WHAT TO PRODUCE =>
How many lines in the entries below include the word "left"? Respond with the number only.

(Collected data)
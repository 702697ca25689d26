use super::ExprError;
use crate::value::Value;

/// printf-style formatting for value formulas. Supports `%d %i %f %e %g %s`
/// with `-`, `0`, `+` flags, width and precision, and `%%`.
pub fn format_template(template: &str, args: &[Value]) -> Result<String, ExprError> {
    let chars: Vec<char> = template.chars().collect();
    let mut out = String::with_capacity(template.len());
    let mut next_arg = args.iter();
    let mut index = 0;

    while index < chars.len() {
        if chars[index] != '%' {
            out.push(chars[index]);
            index += 1;
            continue;
        }

        index += 1;
        if chars.get(index) == Some(&'%') {
            out.push('%');
            index += 1;
            continue;
        }

        let mut spec = Spec::default();
        while let Some(flag) = chars.get(index) {
            match flag {
                '-' => spec.left = true,
                '0' => spec.zero = true,
                '+' => spec.plus = true,
                _ => break,
            }
            index += 1;
        }
        while let Some(digit) = chars.get(index).and_then(|c| c.to_digit(10)) {
            spec.width = spec.width * 10 + digit as usize;
            index += 1;
        }
        if chars.get(index) == Some(&'.') {
            index += 1;
            let mut precision = 0;
            while let Some(digit) = chars.get(index).and_then(|c| c.to_digit(10)) {
                precision = precision * 10 + digit as usize;
                index += 1;
            }
            spec.precision = Some(precision);
        }

        let Some(conversion) = chars.get(index).copied() else {
            return Err(ExprError::Syntax(format!(
                "incomplete conversion at end of template '{template}'"
            )));
        };
        index += 1;

        let value = next_arg.next().ok_or_else(|| {
            ExprError::Type(format!("not enough arguments for template '{template}'"))
        })?;
        let body = convert(conversion, value, &spec)?;
        out.push_str(&spec.pad(body));
    }

    Ok(out)
}

#[derive(Debug, Default)]
struct Spec {
    left: bool,
    zero: bool,
    plus: bool,
    width: usize,
    precision: Option<usize>,
}

impl Spec {
    fn pad(&self, body: String) -> String {
        let len = body.chars().count();
        if len >= self.width {
            return body;
        }
        let fill = self.width - len;
        if self.left {
            return format!("{body}{}", " ".repeat(fill));
        }
        if self.zero {
            let (sign, digits) = match body.strip_prefix(|c: char| c == '-' || c == '+') {
                Some(rest) => (&body[..1], rest),
                None => ("", body.as_str()),
            };
            return format!("{sign}{}{digits}", "0".repeat(fill));
        }
        format!("{}{body}", " ".repeat(fill))
    }

    fn sign(&self, number: f64, body: String) -> String {
        if self.plus && number >= 0.0 {
            format!("+{body}")
        } else {
            body
        }
    }
}

fn convert(conversion: char, value: &Value, spec: &Spec) -> Result<String, ExprError> {
    let number = || {
        value.as_number().ok_or_else(|| {
            ExprError::Type(format!("%{conversion} expects a number, got '{value}'"))
        })
    };

    match conversion {
        's' => {
            let text = value.to_string();
            Ok(match spec.precision {
                Some(limit) => text.chars().take(limit).collect(),
                None => text,
            })
        }
        'd' | 'i' => {
            let number = number()?;
            Ok(spec.sign(number, format!("{}", number.trunc() as i64)))
        }
        'f' | 'F' => {
            let number = number()?;
            let precision = spec.precision.unwrap_or(6);
            Ok(spec.sign(number, format!("{number:.precision$}")))
        }
        'e' | 'E' => {
            let number = number()?;
            let body = exponent_form(number, spec.precision.unwrap_or(6));
            let body = if conversion == 'E' { body.to_uppercase() } else { body };
            Ok(spec.sign(number, body))
        }
        'g' | 'G' => {
            let number = number()?;
            Ok(spec.sign(number, general_form(number, spec.precision.unwrap_or(6))))
        }
        other => Err(ExprError::Syntax(format!("unsupported conversion '%{other}'"))),
    }
}

/// `1.500000e+03` rather than Rust's `1.5e3`.
fn exponent_form(number: f64, precision: usize) -> String {
    let raw = format!("{number:.precision$e}");
    let Some((mantissa, exponent)) = raw.split_once('e') else {
        return raw;
    };
    let exponent: i32 = exponent.parse().unwrap_or(0);
    let sign = if exponent < 0 { '-' } else { '+' };
    format!("{mantissa}e{sign}{:02}", exponent.abs())
}

fn general_form(number: f64, precision: usize) -> String {
    let precision = precision.max(1);
    if number == 0.0 {
        return "0".to_string();
    }
    let exponent = number.abs().log10().floor() as i32;
    if exponent < -4 || exponent >= precision as i32 {
        let body = exponent_form(number, precision - 1);
        let Some((mantissa, exp)) = body.split_once('e') else {
            return body;
        };
        return format!("{}e{exp}", trim_fraction(mantissa));
    }
    let decimals = (precision as i32 - 1 - exponent).max(0) as usize;
    trim_fraction(&format!("{number:.decimals$}"))
}

fn trim_fraction(text: &str) -> String {
    if !text.contains('.') {
        return text.to_string();
    }
    text.trim_end_matches('0').trim_end_matches('.').to_string()
}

RESULT OF THE EXERCISE =>
3